VARIATIONS AUTOUR DU DOUBLET DU SODIUM


L'élément sodium possède une belle signature dans le spectre : deux raies rapprochées dans le jaune. Ces raies,  D1 et D2,  sont situés aux longueurs d'onde respectives de 5890,0 Angstroms et 5895,9 Angstroms (les composantes sont donc séparées de 6 A seulement). Une manifestation de ce doublet est la couleur jaune de l'éclairage public dans nos ville. On peut aussi deviner leur présence en jetant du sel de mer dans une flamme. La lueur jaune que vous voyez dans le crépitement provient du sodium contenu dans le sel et qui brûle dans la flamme. Mais vous pouvez aussi apercevoir ces deux raies dans le spectre de nombreuses étoiles.

Les observations des raies D1 et D2 ont été réalisé avec le spectrographe LHIRES III associé à un appareil photographique numérique Canon EOS 400D. Le spectrographe est équipé d'un réseau de 2400 traits/mm (il est utilisé à sa résolution maximale).


LE SODIUM DANS LA FLAMME D'UNE BOUGIE ET UNE PINCE DE SEL

Positionner une flamme de bougie à l'entrée du spectrographe. Mettre un peu de sel dans la flamme et observer le spectre. A l'oeil et avec un oculaire vous allez déjà apercevoir le doublet du sodium.
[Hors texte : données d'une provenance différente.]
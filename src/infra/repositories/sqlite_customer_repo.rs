use crate::domain::{models::customer::Customer, ports::CustomerRepository};
use crate::error::AppError;
use async_trait::async_trait;
use chrono::Utc;
use sqlx::SqlitePool;

pub struct SqliteCustomerRepo {
    pool: SqlitePool,
}

impl SqliteCustomerRepo {
    pub fn new(pool: SqlitePool) -> Self {
        Self { pool }
    }
}

#[async_trait]
impl CustomerRepository for SqliteCustomerRepo {
    async fn create(&self, customer: &Customer) -> Result<Customer, AppError> {
        sqlx::query_as::<_, Customer>(
            "INSERT INTO customers (id, tenant_id, first_name, last_name, email, phone, status, created_at, updated_at)
             VALUES (?, ?, ?, ?, ?, ?, ?, ?, ?)
             RETURNING *",
        )
        .bind(&customer.id)
        .bind(&customer.tenant_id)
        .bind(&customer.first_name)
        .bind(&customer.last_name)
        .bind(&customer.email)
        .bind(&customer.phone)
        .bind(customer.status)
        .bind(customer.created_at)
        .bind(customer.updated_at)
        .fetch_one(&self.pool)
        .await
        .map_err(AppError::Database)
    }

    async fn find_by_id(&self, tenant_id: &str, id: &str) -> Result<Option<Customer>, AppError> {
        sqlx::query_as::<_, Customer>("SELECT * FROM customers WHERE tenant_id = ? AND id = ?")
            .bind(tenant_id)
            .bind(id)
            .fetch_optional(&self.pool)
            .await
            .map_err(AppError::Database)
    }

    async fn list_by_tenant(&self, tenant_id: &str) -> Result<Vec<Customer>, AppError> {
        sqlx::query_as::<_, Customer>(
            "SELECT * FROM customers WHERE tenant_id = ? AND status != 'deleted' ORDER BY last_name, first_name",
        )
        .bind(tenant_id)
        .fetch_all(&self.pool)
        .await
        .map_err(AppError::Database)
    }

    async fn update(&self, customer: &Customer) -> Result<Customer, AppError> {
        sqlx::query_as::<_, Customer>(
            "UPDATE customers SET first_name = ?, last_name = ?, email = ?, phone = ?, updated_at = ?
             WHERE id = ? AND tenant_id = ?
             RETURNING *",
        )
        .bind(&customer.first_name)
        .bind(&customer.last_name)
        .bind(&customer.email)
        .bind(&customer.phone)
        .bind(Utc::now())
        .bind(&customer.id)
        .bind(&customer.tenant_id)
        .fetch_one(&self.pool)
        .await
        .map_err(AppError::Database)
    }

    async fn mark_deleted(&self, tenant_id: &str, id: &str) -> Result<(), AppError> {
        let result = sqlx::query(
            "UPDATE customers SET status = 'deleted', updated_at = ? WHERE id = ? AND tenant_id = ?",
        )
        .bind(Utc::now())
        .bind(id)
        .bind(tenant_id)
        .execute(&self.pool)
        .await
        .map_err(AppError::Database)?;
        if result.rows_affected() == 0 {
            return Err(AppError::NotFound("Customer not found".into()));
        }
        Ok(())
    }
}
use axum::{
    extract::{Path, State},
    response::IntoResponse,
    Json,
};
use std::sync::Arc;
use tracing::info;

use crate::api::dtos::requests::CreateTenantRequest;
use crate::domain::models::tenant::Tenant;
use crate::error::AppError;
use crate::state::AppState;

pub async fn create_tenant(
    State(state): State<Arc<AppState>>,
    Json(payload): Json<CreateTenantRequest>,
) -> Result<impl IntoResponse, AppError> {
    if payload.name.trim().is_empty() || payload.slug.trim().is_empty() {
        return Err(AppError::Validation("name and slug are required".into()));
    }

    let tenant = Tenant::new(payload.name, payload.slug);
    let created = state.tenant_repo.create(&tenant).await?;

    info!("Tenant created: {}", created.id);
    Ok(Json(created))
}

pub async fn get_tenant_by_slug(
    State(state): State<Arc<AppState>>,
    Path(slug): Path<String>,
) -> Result<impl IntoResponse, AppError> {
    let tenant = state
        .tenant_repo
        .find_by_slug(&slug)
        .await?
        .ok_or_else(|| AppError::NotFound("Tenant not found".into()))?;
    Ok(Json(tenant))
}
Voici ce que donne une pose 10 secondes avec le boîtier reflex. Les deux raies du sodium brillent en émission sur un fond noir :

Si vous craquez une allumette devant la fente, vous allez encore voir le doublet du sodium distinctement. Manifestement, ce matériaux est présent dans la mixture qui enrobe l'allumette. Dans l'image ci-après on note le fond continu de la flamme de l'allumette, le doublet du sodium et quelques autres raies faibles (origine non identifiée) :


LE SODIUM DANS L'ETOILE SIRIUS
Petit guide de traitement du spectre


Objet : l'étoile Sirius (Alpha CMa)

Télescope : Celestron 11 (D = 0.28 m)

Spectrographe : LHIRES III équipé d'un réseau de 2400 traits/mm - fente de 26 microns

Caméra : appareil photo numérique Canon EOS 400D standard (pixels de 5.71 microns) réglé sur 400 ISO

Exposition : 180 secondes de pose en déplaçant en continu l'étoile suivant un mouvement de va et vient le long de la fente.

Le déplacement du télescope lors de la prise de vue est voulu pour élargie la trace du spectre suivant l'axe transverse à la dispersion. L'élargissement est ici de 80 pixels environ. Le but est de rendre le spectre plus lisible sous la forme d'une image, mais aussi de réduire les effets négatif (ajout de bruit) de la matrice de Bayer (damier de filtres rouge, vert et bleu en avant des pixels) qui caractérise le détecteur des appareils photo numérique.

On montre ci-après l'enchaînement des opérations de traitement du spectre avec le logiciel Iris.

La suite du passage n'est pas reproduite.